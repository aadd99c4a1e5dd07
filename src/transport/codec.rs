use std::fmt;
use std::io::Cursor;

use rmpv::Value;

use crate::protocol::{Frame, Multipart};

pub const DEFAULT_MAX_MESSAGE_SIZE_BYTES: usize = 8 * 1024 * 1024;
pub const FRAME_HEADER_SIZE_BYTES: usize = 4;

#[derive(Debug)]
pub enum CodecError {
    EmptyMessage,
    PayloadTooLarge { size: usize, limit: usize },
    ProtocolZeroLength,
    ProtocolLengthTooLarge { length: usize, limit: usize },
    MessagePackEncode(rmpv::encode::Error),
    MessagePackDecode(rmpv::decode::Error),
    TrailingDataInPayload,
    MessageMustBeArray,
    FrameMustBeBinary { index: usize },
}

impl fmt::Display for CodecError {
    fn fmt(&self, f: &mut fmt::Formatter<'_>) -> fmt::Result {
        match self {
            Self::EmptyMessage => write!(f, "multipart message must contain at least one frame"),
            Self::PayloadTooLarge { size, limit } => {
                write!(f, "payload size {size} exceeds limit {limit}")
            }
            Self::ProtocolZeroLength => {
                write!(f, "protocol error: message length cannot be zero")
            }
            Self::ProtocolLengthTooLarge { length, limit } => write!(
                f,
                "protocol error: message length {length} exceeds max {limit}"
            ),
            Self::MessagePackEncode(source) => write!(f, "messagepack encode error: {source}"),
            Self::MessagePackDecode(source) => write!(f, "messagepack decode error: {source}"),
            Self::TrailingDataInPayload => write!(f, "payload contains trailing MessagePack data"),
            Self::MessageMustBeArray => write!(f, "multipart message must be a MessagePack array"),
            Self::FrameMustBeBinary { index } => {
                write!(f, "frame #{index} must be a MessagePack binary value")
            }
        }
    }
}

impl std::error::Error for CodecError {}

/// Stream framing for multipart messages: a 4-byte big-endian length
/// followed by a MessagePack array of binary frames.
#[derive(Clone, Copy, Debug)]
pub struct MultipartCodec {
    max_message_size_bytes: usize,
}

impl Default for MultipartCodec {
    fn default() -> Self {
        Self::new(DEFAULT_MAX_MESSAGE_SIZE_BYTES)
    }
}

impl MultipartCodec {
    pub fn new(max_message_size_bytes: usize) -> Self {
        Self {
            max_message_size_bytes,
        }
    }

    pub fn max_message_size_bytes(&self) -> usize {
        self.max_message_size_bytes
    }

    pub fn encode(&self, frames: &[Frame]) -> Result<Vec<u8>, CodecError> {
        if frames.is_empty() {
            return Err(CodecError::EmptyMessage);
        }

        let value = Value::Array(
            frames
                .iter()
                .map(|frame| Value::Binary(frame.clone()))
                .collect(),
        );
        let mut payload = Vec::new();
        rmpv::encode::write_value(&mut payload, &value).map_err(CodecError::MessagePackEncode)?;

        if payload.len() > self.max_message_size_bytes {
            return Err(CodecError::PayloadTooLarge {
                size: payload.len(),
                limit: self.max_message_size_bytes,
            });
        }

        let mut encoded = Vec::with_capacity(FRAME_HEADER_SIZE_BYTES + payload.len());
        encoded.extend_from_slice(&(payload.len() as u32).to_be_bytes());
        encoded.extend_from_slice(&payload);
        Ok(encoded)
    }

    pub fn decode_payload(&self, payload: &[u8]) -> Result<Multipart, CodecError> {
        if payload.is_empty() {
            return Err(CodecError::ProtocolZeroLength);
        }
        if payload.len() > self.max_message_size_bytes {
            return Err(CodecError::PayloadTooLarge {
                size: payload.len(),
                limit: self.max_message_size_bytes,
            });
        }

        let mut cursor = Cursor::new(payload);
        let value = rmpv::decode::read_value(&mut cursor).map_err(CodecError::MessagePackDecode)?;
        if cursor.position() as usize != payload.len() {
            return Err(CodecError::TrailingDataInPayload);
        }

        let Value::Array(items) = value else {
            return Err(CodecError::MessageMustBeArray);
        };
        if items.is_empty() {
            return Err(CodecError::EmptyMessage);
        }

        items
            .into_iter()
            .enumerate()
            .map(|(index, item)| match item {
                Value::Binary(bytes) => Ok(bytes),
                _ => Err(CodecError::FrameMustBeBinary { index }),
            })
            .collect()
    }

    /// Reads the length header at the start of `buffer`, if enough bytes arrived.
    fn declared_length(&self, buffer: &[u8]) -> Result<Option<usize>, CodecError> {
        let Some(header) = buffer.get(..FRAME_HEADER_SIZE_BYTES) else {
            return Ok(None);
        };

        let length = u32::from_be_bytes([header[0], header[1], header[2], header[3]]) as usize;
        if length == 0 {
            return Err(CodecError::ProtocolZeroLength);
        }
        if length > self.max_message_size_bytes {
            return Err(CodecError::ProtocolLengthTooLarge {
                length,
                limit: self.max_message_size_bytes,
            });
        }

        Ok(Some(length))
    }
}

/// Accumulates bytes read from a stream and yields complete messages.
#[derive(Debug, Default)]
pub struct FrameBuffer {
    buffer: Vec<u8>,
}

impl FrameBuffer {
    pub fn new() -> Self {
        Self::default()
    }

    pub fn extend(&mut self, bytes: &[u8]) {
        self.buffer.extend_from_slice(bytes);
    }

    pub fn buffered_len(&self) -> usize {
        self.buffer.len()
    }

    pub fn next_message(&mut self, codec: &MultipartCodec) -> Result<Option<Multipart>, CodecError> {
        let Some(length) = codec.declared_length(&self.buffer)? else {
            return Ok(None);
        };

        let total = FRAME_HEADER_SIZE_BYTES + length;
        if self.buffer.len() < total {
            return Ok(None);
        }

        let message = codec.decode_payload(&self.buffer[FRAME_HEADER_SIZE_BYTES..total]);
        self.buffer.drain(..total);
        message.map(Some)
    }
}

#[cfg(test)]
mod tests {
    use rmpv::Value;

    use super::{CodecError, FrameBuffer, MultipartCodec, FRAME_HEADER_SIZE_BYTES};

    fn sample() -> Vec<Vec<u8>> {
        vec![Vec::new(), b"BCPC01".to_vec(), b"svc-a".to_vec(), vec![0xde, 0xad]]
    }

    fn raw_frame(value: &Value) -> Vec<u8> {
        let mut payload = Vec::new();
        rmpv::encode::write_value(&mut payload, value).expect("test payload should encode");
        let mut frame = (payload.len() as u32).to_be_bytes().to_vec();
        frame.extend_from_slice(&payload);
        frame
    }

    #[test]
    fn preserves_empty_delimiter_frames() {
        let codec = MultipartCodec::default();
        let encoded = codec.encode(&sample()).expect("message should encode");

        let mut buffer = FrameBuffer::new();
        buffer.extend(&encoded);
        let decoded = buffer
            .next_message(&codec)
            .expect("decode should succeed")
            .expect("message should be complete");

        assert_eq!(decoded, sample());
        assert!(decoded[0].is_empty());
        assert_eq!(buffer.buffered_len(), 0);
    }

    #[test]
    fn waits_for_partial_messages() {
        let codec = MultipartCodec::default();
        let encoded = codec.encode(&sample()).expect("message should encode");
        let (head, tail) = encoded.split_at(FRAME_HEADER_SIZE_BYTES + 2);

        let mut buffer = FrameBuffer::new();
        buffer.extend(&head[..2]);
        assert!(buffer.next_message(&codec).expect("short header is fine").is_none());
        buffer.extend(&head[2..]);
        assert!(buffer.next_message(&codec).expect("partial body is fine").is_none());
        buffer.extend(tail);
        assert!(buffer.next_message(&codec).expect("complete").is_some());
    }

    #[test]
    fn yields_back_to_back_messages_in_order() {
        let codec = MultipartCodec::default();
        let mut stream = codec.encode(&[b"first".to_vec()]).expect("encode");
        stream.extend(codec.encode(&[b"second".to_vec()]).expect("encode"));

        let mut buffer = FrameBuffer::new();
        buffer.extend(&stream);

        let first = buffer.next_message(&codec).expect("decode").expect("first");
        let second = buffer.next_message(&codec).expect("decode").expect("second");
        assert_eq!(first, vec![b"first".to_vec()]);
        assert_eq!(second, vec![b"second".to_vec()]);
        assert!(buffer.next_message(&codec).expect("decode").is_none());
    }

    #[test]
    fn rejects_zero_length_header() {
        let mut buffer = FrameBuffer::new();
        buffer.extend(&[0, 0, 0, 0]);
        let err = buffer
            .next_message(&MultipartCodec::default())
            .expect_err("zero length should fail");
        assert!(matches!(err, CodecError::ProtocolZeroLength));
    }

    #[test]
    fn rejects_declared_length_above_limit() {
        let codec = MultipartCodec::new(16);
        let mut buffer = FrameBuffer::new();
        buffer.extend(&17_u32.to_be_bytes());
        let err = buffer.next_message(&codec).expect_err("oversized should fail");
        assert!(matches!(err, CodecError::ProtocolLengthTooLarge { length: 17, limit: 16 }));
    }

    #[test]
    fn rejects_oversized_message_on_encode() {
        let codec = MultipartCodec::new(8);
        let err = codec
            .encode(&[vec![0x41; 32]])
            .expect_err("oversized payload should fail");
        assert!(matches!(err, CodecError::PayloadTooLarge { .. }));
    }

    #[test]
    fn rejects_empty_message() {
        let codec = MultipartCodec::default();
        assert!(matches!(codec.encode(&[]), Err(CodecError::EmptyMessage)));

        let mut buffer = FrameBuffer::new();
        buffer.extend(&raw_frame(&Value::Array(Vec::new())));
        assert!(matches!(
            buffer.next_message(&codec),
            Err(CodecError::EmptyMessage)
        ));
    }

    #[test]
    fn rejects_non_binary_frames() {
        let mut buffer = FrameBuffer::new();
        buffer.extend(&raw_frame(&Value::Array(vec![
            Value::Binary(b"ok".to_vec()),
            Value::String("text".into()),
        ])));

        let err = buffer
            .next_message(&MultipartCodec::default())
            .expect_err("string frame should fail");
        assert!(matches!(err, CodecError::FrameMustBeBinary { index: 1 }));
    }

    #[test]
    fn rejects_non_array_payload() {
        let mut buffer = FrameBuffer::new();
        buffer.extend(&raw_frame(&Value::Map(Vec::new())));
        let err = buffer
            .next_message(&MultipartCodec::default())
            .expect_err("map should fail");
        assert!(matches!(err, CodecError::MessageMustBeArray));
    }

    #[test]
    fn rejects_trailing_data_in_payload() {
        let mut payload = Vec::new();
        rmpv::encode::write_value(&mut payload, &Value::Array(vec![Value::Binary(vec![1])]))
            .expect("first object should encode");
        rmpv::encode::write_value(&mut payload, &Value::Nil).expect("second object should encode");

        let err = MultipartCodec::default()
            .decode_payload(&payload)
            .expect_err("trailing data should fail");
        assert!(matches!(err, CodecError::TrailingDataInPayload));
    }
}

■ **Work required**
Could you count the lines of the listing above that hold the word "const" and give only the total?

■ **Final answer**
2